From the data below, copy each line that includes the word "tokio".
━━━ Supplied data ━━━
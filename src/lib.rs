pub mod config;
pub mod downloader;
pub mod server;

use anyhow::{Context, Result};
use std::sync::Arc;
use tokio::signal;
use tracing::{error, info, warn};

use config::ResolverKind;
use downloader::resolvers::{EndpointQuarantine, LibraryResolver, RelayServiceResolver, SubprocessResolver};
use downloader::utils::build_http_client;
use downloader::{FallbackChain, OEmbedMetadataFetcher, ToolManager};

pub use config::RelayConfig;
pub use server::{build_router, AppState};

/// Assemble the resolver chain in the configured priority order.
pub fn build_chain(config: &RelayConfig, client: &reqwest::Client) -> FallbackChain {
    let resolver_config = config.resolver_config();
    let quarantine = Arc::new(EndpointQuarantine::new(config.quarantine_window()));
    let mut chain = FallbackChain::new();

    for kind in &config.resolvers {
        match kind {
            ResolverKind::Subprocess => chain.add_resolver(Arc::new(SubprocessResolver::new(
                ToolManager::new(config.ytdlp_path.clone(), config.scratch_dir()),
                resolver_config.clone(),
            ))),
            ResolverKind::Library => chain.add_resolver(Arc::new(LibraryResolver::with_rusty_ytdl(
                client.clone(),
                resolver_config.clone(),
            ))),
            ResolverKind::RelayService => chain.add_resolver(Arc::new(
                RelayServiceResolver::new(config.endpoints(), client.clone(), resolver_config.clone())
                    .with_quarantine(quarantine.clone()),
            )),
        }
    }

    chain
}

pub async fn run(config: RelayConfig) -> Result<()> {
    let resolver_config = config.resolver_config();
    let client = build_http_client(&resolver_config).context("Failed to build HTTP client")?;

    if config.resolvers.contains(&ResolverKind::Subprocess) {
        let tool = ToolManager::new(config.ytdlp_path.clone(), config.scratch_dir())
            .get_tool_info()
            .await;
        if tool.is_available {
            info!(path = ?tool.path, version = ?tool.version, "extractor binary ready");
        } else {
            warn!("yt-dlp not found, subprocess resolver will fail over to the next strategy");
        }
    }

    let chain = build_chain(&config, &client);
    let labels = chain.labels();
    let metadata = Arc::new(OEmbedMetadataFetcher::new(client, resolver_config));
    let app = build_router(AppState::new(chain, metadata));

    let listener = tokio::net::TcpListener::bind(config.bind)
        .await
        .with_context(|| format!("Failed to bind to {}", config.bind))?;

    info!(addr = %config.bind, resolvers = ?labels, "audio relay listening");

    axum::serve(listener, app)
        .with_graceful_shutdown(shutdown_signal())
        .await
        .context("Server error")?;

    info!("Server shutdown complete");
    Ok(())
}

async fn shutdown_signal() {
    let ctrl_c = async {
        if let Err(e) = signal::ctrl_c().await {
            error!(error = %e, "failed to listen for Ctrl+C");
            std::future::pending::<()>().await;
        }
    };

    #[cfg(unix)]
    let terminate = async {
        match signal::unix::signal(signal::unix::SignalKind::terminate()) {
            Ok(mut sigterm) => {
                sigterm.recv().await;
            }
            Err(e) => {
                error!(error = %e, "failed to install SIGTERM handler");
                std::future::pending::<()>().await;
            }
        }
    };

    #[cfg(not(unix))]
    let terminate = std::future::pending::<()>();

    tokio::select! {
        _ = ctrl_c => {},
        _ = terminate => {},
    }

    info!("shutdown signal received");
}

#[cfg(test)]
mod tests {
    use super::*;
    use clap::Parser;

    #[test]
    fn test_chain_follows_configured_order() {
        let config = RelayConfig::try_parse_from([
            "youtube-audio-relay",
            "--resolvers",
            "library,subprocess,relay-service",
        ])
        .unwrap();

        let chain = build_chain(&config, &reqwest::Client::new());
        assert_eq!(chain.labels(), vec!["library", "subprocess", "relay-service"]);
    }
}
━━━
Answer to the problem:
use tokio::signal;
    let listener = tokio::net::TcpListener::bind(config.bind)
    tokio::select! {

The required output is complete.